Figure 3 shows the vibration distributions and pictures of the fabricated radiators of both types.

Each piezoelectric transducer connected to the radiator is equipped with an electronic generator for its power supply, which maintains constant amplitude of oscillations. Ultrasonic disk radiators are made of Grade2 titanium.

The plate radiators (flexural–oscillating disks) used in the work are specially designed so that at the required oscillation frequency, excitation is carried out only on one circular (concentric) flexural mode of oscillation. For this purpose, the disk profile is made of a step-variable section.

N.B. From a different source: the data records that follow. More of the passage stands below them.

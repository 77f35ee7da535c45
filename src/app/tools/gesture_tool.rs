//! GestureTool-Trait — Schnittstelle für alle Gesten-Zustandsautomaten.

use crate::core::GeoPoint;
use crate::shared::Overlay;

use super::GestureAction;

/// Schnittstelle für die Gesten der Erstellungsmodi (Zone, Position, Messung).
///
/// Tools sind zustandsbehaftet (Press → Move → Release) und erzeugen
/// Live-Vorschau sowie ein `GestureCommit` als reine Daten. Die Mutation
/// der Stores erfolgt zentral im Gesten-Handler.
pub trait GestureTool {
    /// Anzeigename für Logs
    fn name(&self) -> &str;

    /// Statustext für Toolbar/Status-Bar (z.B. "Drag to draw a zone")
    fn status_text(&self) -> &str;

    /// Maustaste gedrückt.
    fn on_press(&mut self, _pos: GeoPoint) -> GestureAction {
        GestureAction::Ignored
    }

    /// Maus bewegt (bei gedrückter Taste oder ohne).
    fn on_move(&mut self, _pos: GeoPoint) -> GestureAction {
        GestureAction::Ignored
    }

    /// Maustaste losgelassen.
    fn on_release(&mut self, _pos: GeoPoint) -> GestureAction {
        GestureAction::Ignored
    }

    /// Einfacher Klick ohne Drag.
    fn on_click(&mut self, _pos: GeoPoint) -> GestureAction {
        GestureAction::Ignored
    }

    /// Live-Vorschau der laufenden Geste.
    fn overlay(&self) -> Option<Overlay> {
        None
    }

    /// Hat das Tool angefangene Eingaben (Drag läuft oder Bestätigung ausstehend)?
    fn has_pending_input(&self) -> bool {
        false
    }

    /// Tool vom Eingabestrom lösen (Moduswechsel): Vorschau verwerfen, Sperren lösen.
    fn detach(&mut self);

    /// Rückmeldung, ob ein Commit angenommen wurde (z.B. Backend-Antwort).
    fn on_commit_settled(&mut self, _accepted: bool) {}
}
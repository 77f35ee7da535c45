//! Application-Layer: Controller, State, Events und Use-Cases.

pub mod command_log;
pub mod controller;
pub mod events;
pub mod handlers;
mod intent_mapping;
pub mod render_scene;
/// Application State
///
/// Stores, Interaktionsmodus, Gesten-Tools, View und Backend-Warteschlange.
pub mod state;
pub mod tools;
pub mod use_cases;

pub use command_log::CommandLog;
pub use controller::AppController;
pub use events::{AppCommand, AppIntent};
pub use render_scene::build as build_render_scene;
pub use state::{
    AppState, InteractionMode, MeasurementStore, PositionStore, UiState, ViewState, ZoneStore,
};
//! Treffer-Test für Klicks auf die Karte im Navigationsmodus.

use crate::app::AppState;
use crate::core::GeoPoint;
use glam::DVec2;

/// Getroffenes Objekt unter dem Mauszeiger.
#[derive(Debug, Clone, PartialEq, Eq)]
pub enum MapPick {
    Position(String),
    Zone(String),
}

/// Sucht das Objekt an `pos`.
///
/// Marker haben Vorrang (Trefferradius in Pixel), danach die kleinste Zone
/// der expandierten Sicht, die den Punkt enthält.
pub fn pick_at(state: &AppState, pos: GeoPoint) -> Option<MapPick> {
    let camera = &state.view.camera;
    let viewport = state.view.viewport();
    let click_px = camera.geo_to_screen(pos, viewport);
    let radius = f64::from(state.options.marker_radius_px) + 3.0;

    let nearest_mark = state
        .positions
        .marks()
        .values()
        .map(|mark| {
            let px = camera.geo_to_screen(mark.position(), viewport);
            (mark, px.distance(click_px))
        })
        .filter(|(_, distance)| *distance <= radius)
        .min_by(|a, b| a.1.total_cmp(&b.1));
    if let Some((mark, _)) = nearest_mark {
        return Some(MapPick::Position(mark.id.clone()));
    }

    state
        .zones
        .expanded()
        .into_values()
        .filter(|zone| zone.bounds.contains(&pos))
        .min_by(|a, b| area(a.bounds.to_rect()).total_cmp(&area(b.bounds.to_rect())))
        .map(|zone| MapPick::Zone(zone.id))
}

fn area(rect: [f64; 4]) -> f64 {
    let extent = DVec2::new(rect[2] - rect[0], rect[3] - rect[1]);
    extent.x * extent.y
}
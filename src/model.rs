use std::fmt;

use serde::{Deserialize, Serialize};

// ---------------------------------------------------------------------------
// Story documents
// ---------------------------------------------------------------------------

#[derive(Debug, Clone, PartialEq, Serialize, Deserialize)]
pub struct Section {
    #[serde(rename = "type")]
    pub section_type: String,
    #[serde(default)]
    pub content: String,
    #[serde(default, skip_serializing_if = "Option::is_none")]
    pub title: Option<String>,
    #[serde(default, skip_serializing_if = "Option::is_none")]
    pub metadata: Option<serde_json::Value>,
}

impl Section {
    pub fn new(section_type: impl Into<String>, content: impl Into<String>) -> Self {
        Self {
            section_type: section_type.into(),
            content: content.into(),
            title: None,
            metadata: None,
        }
    }

    pub fn with_title(mut self, title: impl Into<String>) -> Self {
        self.title = Some(title.into());
        self
    }

    pub fn with_metadata(mut self, metadata: serde_json::Value) -> Self {
        self.metadata = Some(metadata);
        self
    }

    pub fn is_description(&self) -> bool {
        self.section_type.starts_with("describe")
    }

    pub fn is_quote(&self) -> bool {
        self.section_type == "quotes" || self.section_type == "twitter-quote"
    }

    pub fn is_comments(&self) -> bool {
        self.section_type.contains("comments")
    }
}

#[derive(Debug, Clone, Default, PartialEq, Serialize, Deserialize)]
pub struct StoryContent {
    #[serde(default)]
    pub sections: Vec<Section>,
}

impl StoryContent {
    /// Section bodies joined with a blank line, skipping empty ones.
    pub fn flattened_text(&self) -> String {
        self.sections
            .iter()
            .filter(|s| !s.content.is_empty())
            .map(|s| s.content.as_str())
            .collect::<Vec<_>>()
            .join("\n\n")
    }

    pub fn has_type(&self, section_type: &str) -> bool {
        self.sections.iter().any(|s| s.section_type == section_type)
    }

    pub fn position_of(&self, section_type: &str) -> Option<usize> {
        self.sections
            .iter()
            .position(|s| s.section_type == section_type)
    }
}

#[derive(Debug, Clone, Copy, Default, PartialEq, Eq, Serialize, Deserialize)]
#[serde(rename_all = "camelCase")]
pub struct SocialMetrics {
    #[serde(default)]
    pub view_count: u64,
    #[serde(default)]
    pub upvote_count: u64,
    #[serde(default)]
    pub comment_count: u64,
    #[serde(default)]
    pub share_count: u64,
    #[serde(default)]
    pub bookmark_count: u64,
}

#[derive(Debug, Clone, Default, PartialEq, Serialize, Deserialize)]
#[serde(rename_all = "camelCase")]
pub struct Story {
    pub title: String,
    #[serde(default)]
    pub content: StoryContent,
    #[serde(default)]
    pub category: String,
    #[serde(default, skip_serializing_if = "Option::is_none")]
    pub source: Option<String>,
    #[serde(default, skip_serializing_if = "Option::is_none")]
    pub excerpt: Option<String>,
    #[serde(default, skip_serializing_if = "Option::is_none")]
    pub social_metrics: Option<SocialMetrics>,
}

// ---------------------------------------------------------------------------
// Analyzer input
// ---------------------------------------------------------------------------

#[derive(Debug, Clone, Default, PartialEq, Serialize, Deserialize)]
#[serde(rename_all = "camelCase")]
pub struct ContentAnalysisInput {
    pub title: String,
    #[serde(default)]
    pub content: String,
    #[serde(default, skip_serializing_if = "Option::is_none")]
    pub sections: Option<Vec<Section>>,
    #[serde(default, skip_serializing_if = "Option::is_none")]
    pub social_metrics: Option<SocialMetrics>,
    #[serde(default, skip_serializing_if = "Option::is_none")]
    pub source: Option<String>,
    #[serde(default, skip_serializing_if = "Option::is_none")]
    pub category: Option<String>,
}

impl ContentAnalysisInput {
    pub fn from_story(story: &Story) -> Self {
        Self {
            title: story.title.clone(),
            content: story.content.flattened_text(),
            sections: Some(story.content.sections.clone()),
            social_metrics: story.social_metrics,
            source: story.source.clone(),
            category: if story.category.is_empty() {
                None
            } else {
                Some(story.category.clone())
            },
        }
    }

    pub fn sections(&self) -> &[Section] {
        self.sections.as_deref().unwrap_or(&[])
    }

    pub fn section_count(&self) -> usize {
        self.sections().len()
    }
}

// ---------------------------------------------------------------------------
// Analyzer output
// ---------------------------------------------------------------------------

#[derive(Debug, Clone, Copy, PartialEq, Eq, Hash, Serialize, Deserialize)]
#[serde(rename_all = "lowercase")]
pub enum QualityTier {
    Premium,
    Standard,
    Basic,
}

impl QualityTier {
    pub fn as_str(self) -> &'static str {
        match self {
            QualityTier::Premium => "premium",
            QualityTier::Standard => "standard",
            QualityTier::Basic => "basic",
        }
    }
}

impl fmt::Display for QualityTier {
    fn fmt(&self, f: &mut fmt::Formatter<'_>) -> fmt::Result {
        f.write_str(self.as_str())
    }
}

#[derive(Debug, Clone, Copy, PartialEq, Eq, Serialize, Deserialize)]
#[serde(rename_all = "lowercase")]
pub enum RecommendedAction {
    Expand,
    Standard,
    Shorten,
}

#[derive(Debug, Clone, Copy, PartialEq, Eq, Hash, Serialize, Deserialize)]
#[serde(rename_all = "snake_case")]
pub enum SuggestionCategory {
    Readability,
    Engagement,
    Narrative,
    Originality,
    TerryVoice,
    SocialProof,
}

impl fmt::Display for SuggestionCategory {
    fn fmt(&self, f: &mut fmt::Formatter<'_>) -> fmt::Result {
        let name = match self {
            SuggestionCategory::Readability => "readability",
            SuggestionCategory::Engagement => "engagement",
            SuggestionCategory::Narrative => "narrative",
            SuggestionCategory::Originality => "originality",
            SuggestionCategory::TerryVoice => "terry_voice",
            SuggestionCategory::SocialProof => "social_proof",
        };
        f.write_str(name)
    }
}

#[derive(Debug, Clone, Copy, PartialEq, Eq, Hash, Serialize, Deserialize)]
#[serde(rename_all = "lowercase")]
pub enum Priority {
    High,
    Medium,
    Low,
}

impl Priority {
    /// Higher rank sorts first.
    pub fn rank(self) -> u8 {
        match self {
            Priority::High => 3,
            Priority::Medium => 2,
            Priority::Low => 1,
        }
    }
}

#[derive(Debug, Clone, PartialEq, Serialize, Deserialize)]
#[serde(rename_all = "camelCase")]
pub struct ImprovementSuggestion {
    pub category: SuggestionCategory,
    pub issue: String,
    pub suggestion: String,
    pub priority: Priority,
    pub target_score: f64,
}

#[derive(Debug, Clone, PartialEq, Serialize, Deserialize)]
#[serde(rename_all = "camelCase")]
pub struct ContentQualityMetrics {
    pub readability_score: f64,
    pub engagement_potential: f64,
    pub narrative_structure: f64,
    pub originality_score: f64,
    pub social_proof_score: f64,
    pub overall_quality: f64,
    pub recommended_action: RecommendedAction,
    pub quality_tier: QualityTier,
    pub improvement_suggestions: Vec<ImprovementSuggestion>,
    pub passes_publishing_threshold: bool,
}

The front side of the disk determines the direction of radiation, and the back side provides the required distribution of vibration amplitudes.

Analysis of the operation of the radiator and adjustment of the dimensions of the radiator are performed based on the simulation results (using modal analysis).

It is known that the excitation of complex uncontrolled vibration modes leads to an increase in mechanical stress and damage to the radiator. To ensure stable operation of the radiator and eliminate changes in the oscillation shape, the frequencies of the nearest oscillation modes are separated from the frequency of the main oscillation mode by at least 200 Hz.

When assembling and setting up a disk radiator, the ring mode of oscillation is determined visually using indicator powder [35].

(1)

To do this, the radiator is excited using a generator (supply voltage 20 volts).

(2)

Indicator powder is applied to the surface of the radiator (must be installed horizontally).

(3)

The generator frequency is changed in the range F (calculated) ±10%. When resonance is established on the desired vibration mode, the indicator powder moves to the zeros of vibration due to vibrations.

(4)

Next, the resulting distribution of vibration zeros is compared with the distribution of zeros obtained using modal analysis in the ANSYS system.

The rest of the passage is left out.